The reply should be an exact transcription of every record.

(Collection entries)
------------------------------
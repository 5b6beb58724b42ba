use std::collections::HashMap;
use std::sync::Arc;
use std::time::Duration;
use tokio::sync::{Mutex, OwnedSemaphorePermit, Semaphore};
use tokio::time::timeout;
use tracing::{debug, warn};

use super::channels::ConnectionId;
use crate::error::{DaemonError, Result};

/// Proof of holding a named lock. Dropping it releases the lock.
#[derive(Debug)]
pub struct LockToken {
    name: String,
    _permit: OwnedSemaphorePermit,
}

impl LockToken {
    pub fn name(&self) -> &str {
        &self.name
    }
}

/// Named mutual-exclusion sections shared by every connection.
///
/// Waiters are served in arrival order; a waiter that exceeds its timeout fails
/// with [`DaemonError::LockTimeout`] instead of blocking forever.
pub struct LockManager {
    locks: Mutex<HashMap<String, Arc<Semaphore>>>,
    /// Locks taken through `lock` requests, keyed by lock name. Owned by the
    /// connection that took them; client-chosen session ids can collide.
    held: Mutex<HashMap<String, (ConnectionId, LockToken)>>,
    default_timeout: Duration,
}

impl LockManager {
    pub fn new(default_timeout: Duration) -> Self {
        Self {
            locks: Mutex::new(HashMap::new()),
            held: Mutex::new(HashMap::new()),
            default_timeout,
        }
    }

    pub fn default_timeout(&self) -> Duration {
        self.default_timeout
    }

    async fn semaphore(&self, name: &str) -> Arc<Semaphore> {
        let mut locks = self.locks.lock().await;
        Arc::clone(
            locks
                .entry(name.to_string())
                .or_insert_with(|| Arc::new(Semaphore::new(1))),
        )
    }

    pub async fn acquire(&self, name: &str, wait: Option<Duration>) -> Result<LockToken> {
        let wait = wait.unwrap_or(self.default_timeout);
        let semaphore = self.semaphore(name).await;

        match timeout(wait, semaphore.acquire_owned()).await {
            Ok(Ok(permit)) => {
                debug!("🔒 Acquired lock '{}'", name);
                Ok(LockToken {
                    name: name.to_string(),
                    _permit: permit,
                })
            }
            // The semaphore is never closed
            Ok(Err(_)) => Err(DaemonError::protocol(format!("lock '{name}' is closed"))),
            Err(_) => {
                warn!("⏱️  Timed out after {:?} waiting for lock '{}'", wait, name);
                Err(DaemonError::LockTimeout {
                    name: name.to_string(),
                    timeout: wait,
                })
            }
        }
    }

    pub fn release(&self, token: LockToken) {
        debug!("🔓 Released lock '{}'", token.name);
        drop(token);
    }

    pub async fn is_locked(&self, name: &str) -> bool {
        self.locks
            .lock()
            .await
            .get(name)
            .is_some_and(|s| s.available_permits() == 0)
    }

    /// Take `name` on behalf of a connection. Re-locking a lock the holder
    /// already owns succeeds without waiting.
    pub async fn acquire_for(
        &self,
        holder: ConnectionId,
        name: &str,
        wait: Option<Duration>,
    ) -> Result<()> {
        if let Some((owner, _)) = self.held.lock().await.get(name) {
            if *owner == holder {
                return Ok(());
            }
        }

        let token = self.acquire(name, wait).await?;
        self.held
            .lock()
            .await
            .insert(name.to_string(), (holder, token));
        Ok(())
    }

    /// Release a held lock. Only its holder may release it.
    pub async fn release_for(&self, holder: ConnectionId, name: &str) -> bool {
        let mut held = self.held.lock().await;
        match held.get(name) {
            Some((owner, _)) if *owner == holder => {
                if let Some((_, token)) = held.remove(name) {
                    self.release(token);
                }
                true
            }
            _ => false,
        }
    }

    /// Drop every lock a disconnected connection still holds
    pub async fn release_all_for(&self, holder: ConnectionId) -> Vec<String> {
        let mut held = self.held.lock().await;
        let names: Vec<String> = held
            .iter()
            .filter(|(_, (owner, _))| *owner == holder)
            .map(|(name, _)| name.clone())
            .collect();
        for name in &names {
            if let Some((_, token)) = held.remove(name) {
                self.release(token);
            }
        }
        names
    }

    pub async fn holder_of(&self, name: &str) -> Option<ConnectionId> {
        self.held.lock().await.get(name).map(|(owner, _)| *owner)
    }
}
------------------------------
### ANSWER AREA
repository 5b6beb58724b42ba
use std::collections::HashMap;
use std::sync::Arc;
use std::time::Duration;
use tokio::sync::{Mutex, OwnedSemaphorePermit, Semaphore};
use tokio::time::timeout;
use tracing::{debug, warn};

use super::channels::ConnectionId;
use crate::error::{DaemonError, Result};

/// Proof of holding a named lock. Dropping it releases the lock.
#[derive(Debug)]
pub struct LockToken {
    name: String,
    _permit: OwnedSemaphorePermit,
}

impl LockToken {
    pub fn name(&self) -> &str {
        &self.name
    }
}

/// Named mutual-exclusion sections shared by every connection.
///
/// Waiters are served in arrival order; a waiter that exceeds its timeout fails
/// with [`DaemonError::LockTimeout`] instead of blocking forever.
pub struct LockManager {
    locks: Mutex<HashMap<String, Arc<Semaphore>>>,
    /// Locks taken through `lock` requests, keyed by lock name. Owned by the
    /// connection that took them; client-chosen session ids can collide.
    held: Mutex<HashMap<String, (ConnectionId, LockToken)>>,
    default_timeout: Duration,
}

impl LockManager {
    pub fn new(default_timeout: Duration) -> Self {
        Self {
            locks: Mutex::new(HashMap::new()),
            held: Mutex::new(HashMap::new()),
            default_timeout,
        }
    }

    pub fn default_timeout(&self) -> Duration {
        self.default_timeout
    }

    async fn semaphore(&self, name: &str) -> Arc<Semaphore> {
        let mut locks = self.locks.lock().await;
        Arc::clone(
            locks
                .entry(name.to_string())
                .or_insert_with(|| Arc::new(Semaphore::new(1))),
        )
    }

    pub async fn acquire(&self, name: &str, wait: Option<Duration>) -> Result<LockToken> {
        let wait = wait.unwrap_or(self.default_timeout);
        let semaphore = self.semaphore(name).await;

        match timeout(wait, semaphore.acquire_owned()).await {
            Ok(Ok(permit)) => {
                debug!("🔒 Acquired lock '{}'", name);
                Ok(LockToken {
                    name: name.to_string(),
                    _permit: permit,
                })
            }
            // The semaphore is never closed
            Ok(Err(_)) => Err(DaemonError::protocol(format!("lock '{name}' is closed"))),
            Err(_) => {
                warn!("⏱️  Timed out after {:?} waiting for lock '{}'", wait, name);
                Err(DaemonError::LockTimeout {
                    name: name.to_string(),
                    timeout: wait,
                })
            }
        }
    }

    pub fn release(&self, token: LockToken) {
        debug!("🔓 Released lock '{}'", token.name);
        drop(token);
    }

    pub async fn is_locked(&self, name: &str) -> bool {
        self.locks
            .lock()
            .await
            .get(name)
            .is_some_and(|s| s.available_permits() == 0)
    }

    /// Take `name` on behalf of a connection. Re-locking a lock the holder
    /// already owns succeeds without waiting.
    pub async fn acquire_for(
        &self,
        holder: ConnectionId,
        name: &str,
        wait: Option<Duration>,
    ) -> Result<()> {
        if let Some((owner, _)) = self.held.lock().await.get(name) {
            if *owner == holder {
                return Ok(());
            }
        }

        let token = self.acquire(name, wait).await?;
        self.held
            .lock()
            .await
            .insert(name.to_string(), (holder, token));
        Ok(())
    }

    /// Release a held lock. Only its holder may release it.
    pub async fn release_for(&self, holder: ConnectionId, name: &str) -> bool {
        let mut held = self.held.lock().await;
        match held.get(name) {
            Some((owner, _)) if *owner == holder => {
                if let Some((_, token)) = held.remove(name) {
                    self.release(token);
                }
                true
            }
            _ => false,
        }
    }

    /// Drop every lock a disconnected connection still holds
    pub async fn release_all_for(&self, holder: ConnectionId) -> Vec<String> {
        let mut held = self.held.lock().await;
        let names: Vec<String> = held
            .iter()
            .filter(|(_, (owner, _))| *owner == holder)
            .map(|(name, _)| name.clone())
            .collect();
        for name in &names {
            if let Some((_, token)) = held.remove(name) {
                self.release(token);
            }
        }
        names
    }

    pub async fn holder_of(&self, name: &str) -> Option<ConnectionId> {
        self.held.lock().await.get(name).map(|(owner, _)| *owner)
    }
}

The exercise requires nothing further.